■ EXERCISE GOAL ■
Nothing but the lines from the one with "pub fn read(&self, name: &str)" down to the one with "pub fn invalidate(&mut" should be returned, exactly and with both ends included, from the material below.

■ DATA RECORDS ■
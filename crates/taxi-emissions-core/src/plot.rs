use std::collections::BTreeMap;
use std::fmt::Display;
use std::fs;
use std::path::{Path, PathBuf};

use plotters::coord::Shift;
use plotters::prelude::*;
use thiserror::Error;
use tracing::info;

use crate::analysis::MonthlyTotal;

pub const DEFAULT_PLOT_PATH: &str = "plots/monthly_co2_by_type.svg";

const PLOT_SIZE: (u32, u32) = (1800, 750);

#[derive(Debug, Error)]
pub enum PlotError {
    #[error("no monthly totals to plot")]
    NoData,
    #[error("unsupported plot file type for {0} (expected .svg)")]
    UnsupportedExtension(PathBuf),
    #[error("I/O error on {path}: {source}")]
    Io {
        path: PathBuf,
        #[source]
        source: std::io::Error,
    },
    #[error("failed to draw {path}: {message}")]
    Draw { path: PathBuf, message: String },
}

/// Renders one SVG line per taxi type of monthly CO2 totals (kg), with months on the x axis.
pub fn render_monthly_totals(totals: &[MonthlyTotal], path: &Path) -> Result<(), PlotError> {
    if totals.is_empty() {
        return Err(PlotError::NoData);
    }

    let is_svg = path
        .extension()
        .and_then(|ext| ext.to_str())
        .is_some_and(|ext| ext.eq_ignore_ascii_case("svg"));
    if !is_svg {
        return Err(PlotError::UnsupportedExtension(path.to_path_buf()));
    }

    if let Some(parent) = path.parent().filter(|p| !p.as_os_str().is_empty()) {
        fs::create_dir_all(parent).map_err(|source| PlotError::Io {
            path: parent.to_path_buf(),
            source,
        })?;
    }

    let draw_err = |err: &dyn Display| PlotError::Draw {
        path: path.to_path_buf(),
        message: err.to_string(),
    };
    let root = SVGBackend::new(path, PLOT_SIZE).into_drawing_area();
    draw_monthly_chart(&root, totals).map_err(|err| draw_err(&err))?;
    root.present().map_err(|err| draw_err(&err))?;

    info!(path = %path.display(), points = totals.len(), "wrote monthly CO2 plot");
    Ok(())
}

fn draw_monthly_chart<DB: DrawingBackend>(
    root: &DrawingArea<DB, Shift>,
    totals: &[MonthlyTotal],
) -> Result<(), DrawingAreaErrorKind<DB::ErrorType>> {
    let mut series: BTreeMap<&str, Vec<(i32, f64)>> = BTreeMap::new();
    for total in totals {
        series
            .entry(total.taxi_type.as_str())
            .or_default()
            .push((month_index(total.year, total.month), total.total_co2_kgs));
    }

    let first = totals
        .iter()
        .map(|t| month_index(t.year, t.month))
        .min()
        .unwrap_or_default();
    let last = totals
        .iter()
        .map(|t| month_index(t.year, t.month))
        .max()
        .unwrap_or_default();
    let peak = totals
        .iter()
        .map(|t| t.total_co2_kgs)
        .fold(0.0f64, f64::max);
    let y_max = if peak > 0.0 { peak * 1.1 } else { 1.0 };

    root.fill(&WHITE)?;
    let mut chart = ChartBuilder::on(root)
        .caption("Monthly CO2 totals by taxi type", ("sans-serif", 28))
        .margin(20)
        .x_label_area_size(50)
        .y_label_area_size(90)
        .build_cartesian_2d(first..last + 1, 0.0..y_max)?;

    chart
        .configure_mesh()
        .x_desc("Month")
        .y_desc("Total CO2 (kg)")
        .x_label_formatter(&|index| month_label(*index))
        .draw()?;

    for (position, (taxi_type, points)) in series.into_iter().enumerate() {
        let style = series_color(taxi_type, position).stroke_width(2);
        chart
            .draw_series(LineSeries::new(points, style))?
            .label(taxi_type)
            .legend(move |(x, y)| PathElement::new(vec![(x, y), (x + 20, y)], style));
    }

    chart
        .configure_series_labels()
        .background_style(WHITE.mix(0.8))
        .border_style(&BLACK)
        .draw()?;
    Ok(())
}

fn month_index(year: i32, month: u32) -> i32 {
    year * 12 + month as i32 - 1
}

fn month_label(index: i32) -> String {
    format!("{}-{:02}", index.div_euclid(12), index.rem_euclid(12) + 1)
}

fn series_color(taxi_type: &str, position: usize) -> RGBColor {
    match taxi_type {
        "YELLOW" => RGBColor(222, 170, 0),
        "GREEN" => RGBColor(34, 139, 34),
        _ => {
            let (r, g, b) = Palette99::pick(position).rgb();
            RGBColor(r, g, b)
        }
    }
}
use std::fmt;

use once_cell::sync::OnceCell;
use polars::prelude::DataFrame;
use serde::{Deserialize, Serialize};
use tracing::{debug, info};

use crate::audit;
use crate::enrichment;
use crate::error::{PipelineError, Result};
use crate::pipelines::ExecutionContext;
use crate::trips::{self, RawTripSource};

pub const FCT_TRIPS: &str = "fct_trips";
pub const FCT_TRIPS_ENRICHED: &str = "fct_trips_enriched";
pub const OUTPUT_NAMES: [&str; 2] = [FCT_TRIPS, FCT_TRIPS_ENRICHED];

/// How a named output is served. A `View` is recomputed from its inputs on every read; a
/// `Table` is computed on first read and served from cache until invalidated.
#[derive(Debug, Clone, Copy, Default, PartialEq, Eq, Serialize, Deserialize)]
#[serde(rename_all = "snake_case")]
pub enum Materialization {
    #[default]
    View,
    Table,
}

impl fmt::Display for Materialization {
    fn fmt(&self, f: &mut fmt::Formatter<'_>) -> fmt::Result {
        match self {
            Materialization::View => f.write_str("view"),
            Materialization::Table => f.write_str("table"),
        }
    }
}

#[derive(Debug, Clone, Copy, PartialEq, Eq, Serialize, Deserialize)]
pub struct MaterializationPolicies {
    pub fct_trips: Materialization,
    pub fct_trips_enriched: Materialization,
}

impl Default for MaterializationPolicies {
    fn default() -> Self {
        Self {
            fct_trips: Materialization::View,
            fct_trips_enriched: Materialization::Table,
        }
    }
}

impl MaterializationPolicies {
    pub fn for_output(&self, name: &str) -> Option<Materialization> {
        match name {
            FCT_TRIPS => Some(self.fct_trips),
            FCT_TRIPS_ENRICHED => Some(self.fct_trips_enriched),
            _ => None,
        }
    }
}

/// Named, read-only query surface over one set of raw sources. Regeneration is whole-set
/// replacement through [`OutputCatalog::replace_sources`].
pub struct OutputCatalog {
    sources: Vec<RawTripSource>,
    context: ExecutionContext,
    policies: MaterializationPolicies,
    fct_trips_table: OnceCell<DataFrame>,
    fct_trips_enriched_table: OnceCell<DataFrame>,
}

impl OutputCatalog {
    pub fn new(
        sources: Vec<RawTripSource>,
        context: ExecutionContext,
        policies: MaterializationPolicies,
    ) -> Self {
        Self {
            sources,
            context,
            policies,
            fct_trips_table: OnceCell::new(),
            fct_trips_enriched_table: OnceCell::new(),
        }
    }

    pub fn context(&self) -> &ExecutionContext {
        &self.context
    }

    pub fn policies(&self) -> MaterializationPolicies {
        self.policies
    }

    pub fn fct_trips(&self) -> Result<DataFrame> {
        serve(
            FCT_TRIPS,
            self.policies.fct_trips,
            &self.fct_trips_table,
            || trips::build_fct_trips(&self.sources, &self.context.window),
        )
    }

    /// Always reads `fct_trips` through the catalog and re-applies the window over it, so a
    /// stale or hand-built upstream never leaks out-of-window rows.
    pub fn fct_trips_enriched(&self) -> Result<DataFrame> {
        serve(
            FCT_TRIPS_ENRICHED,
            self.policies.fct_trips_enriched,
            &self.fct_trips_enriched_table,
            || {
                let fct_trips = self.fct_trips()?;
                Ok(enrichment::build_fct_trips_enriched(
                    &fct_trips,
                    &self.context.window,
                    &self.context.emissions,
                )?)
            },
        )
    }

    pub fn audit_sample(&self) -> Result<DataFrame> {
        let enriched = self.fct_trips_enriched()?;
        Ok(audit::audit_sample(
            &enriched,
            &self.context.window,
            self.context.audit_row_cap,
        )?)
    }

    pub fn category_count(&self) -> Result<usize> {
        Ok(audit::category_count(&self.fct_trips()?)?)
    }

    pub fn read(&self, name: &str) -> Result<DataFrame> {
        match name {
            FCT_TRIPS => self.fct_trips(),
            FCT_TRIPS_ENRICHED => self.fct_trips_enriched(),
            other => Err(PipelineError::UnknownOutput(other.to_string())),
        }
    }

    pub fn is_materialized(&self, name: &str) -> bool {
        match name {
            FCT_TRIPS => self.fct_trips_table.get().is_some(),
            FCT_TRIPS_ENRICHED => self.fct_trips_enriched_table.get().is_some(),
            _ => false,
        }
    }

    /// Drops every cached table; the next read recomputes.
    pub fn invalidate(&mut self) {
        self.fct_trips_table = OnceCell::new();
        self.fct_trips_enriched_table = OnceCell::new();
        debug!("invalidated materialized outputs");
    }

    pub fn replace_sources(&mut self, sources: Vec<RawTripSource>) {
        self.sources = sources;
        self.invalidate();
    }

    pub fn replace_context(&mut self, context: ExecutionContext) {
        self.context = context;
        self.invalidate();
    }
}

fn serve<F>(
    name: &str,
    policy: Materialization,
    table: &OnceCell<DataFrame>,
    compute: F,
) -> Result<DataFrame>
where
    F: FnOnce() -> Result<DataFrame>,
{
    match policy {
        Materialization::View => {
            debug!(output = name, "computing view");
            compute()
        }
        Materialization::Table => {
            let frame = table.get_or_try_init(|| {
                let frame = compute()?;
                info!(output = name, rows = frame.height(), "materialized table");
                Ok::<_, PipelineError>(frame)
            })?;
            Ok(frame.clone())
        }
    }
}
use anyhow::Result;
use comfy_table::Table;

use taxi_emissions_core::config::PipelineConfig;
use taxi_emissions_core::quality_filters::{apply_quality_filters, quality_report};

use super::build_catalog;

pub fn handle_quality_command(config: &PipelineConfig) -> Result<()> {
    let catalog = build_catalog(config)?;
    let fct_trips = catalog.fct_trips()?;
    let flagged = apply_quality_filters(&fct_trips, &catalog.context().quality_thresholds)?;
    let report = quality_report(&flagged)?;

    let mut table = Table::new();
    table.set_header(vec!["check", "failing rows", "status"]);
    for (rule, count) in &report.counts {
        let status = if *count == 0 { "PASS" } else { "FAIL" };
        table.add_row(vec![rule.to_string(), count.to_string(), status.to_string()]);
    }
    println!("{table}");
    println!(
        "{} of {} trips flagged SUSPECT; checklist {}",
        report.suspect_rows,
        report.rows,
        if report.passed() { "PASSED" } else { "FAILED" }
    );
    Ok(())
}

■ EXERCISE ANSWER ■
    pub fn read(&self, name: &str) -> Result<DataFrame> {
        match name {
            FCT_TRIPS => self.fct_trips(),
            FCT_TRIPS_ENRICHED => self.fct_trips_enriched(),
            other => Err(PipelineError::UnknownOutput(other.to_string())),
        }
    }

    pub fn is_materialized(&self, name: &str) -> bool {
        match name {
            FCT_TRIPS => self.fct_trips_table.get().is_some(),
            FCT_TRIPS_ENRICHED => self.fct_trips_enriched_table.get().is_some(),
            _ => false,
        }
    }

    /// Drops every cached table; the next read recomputes.
    pub fn invalidate(&mut self) {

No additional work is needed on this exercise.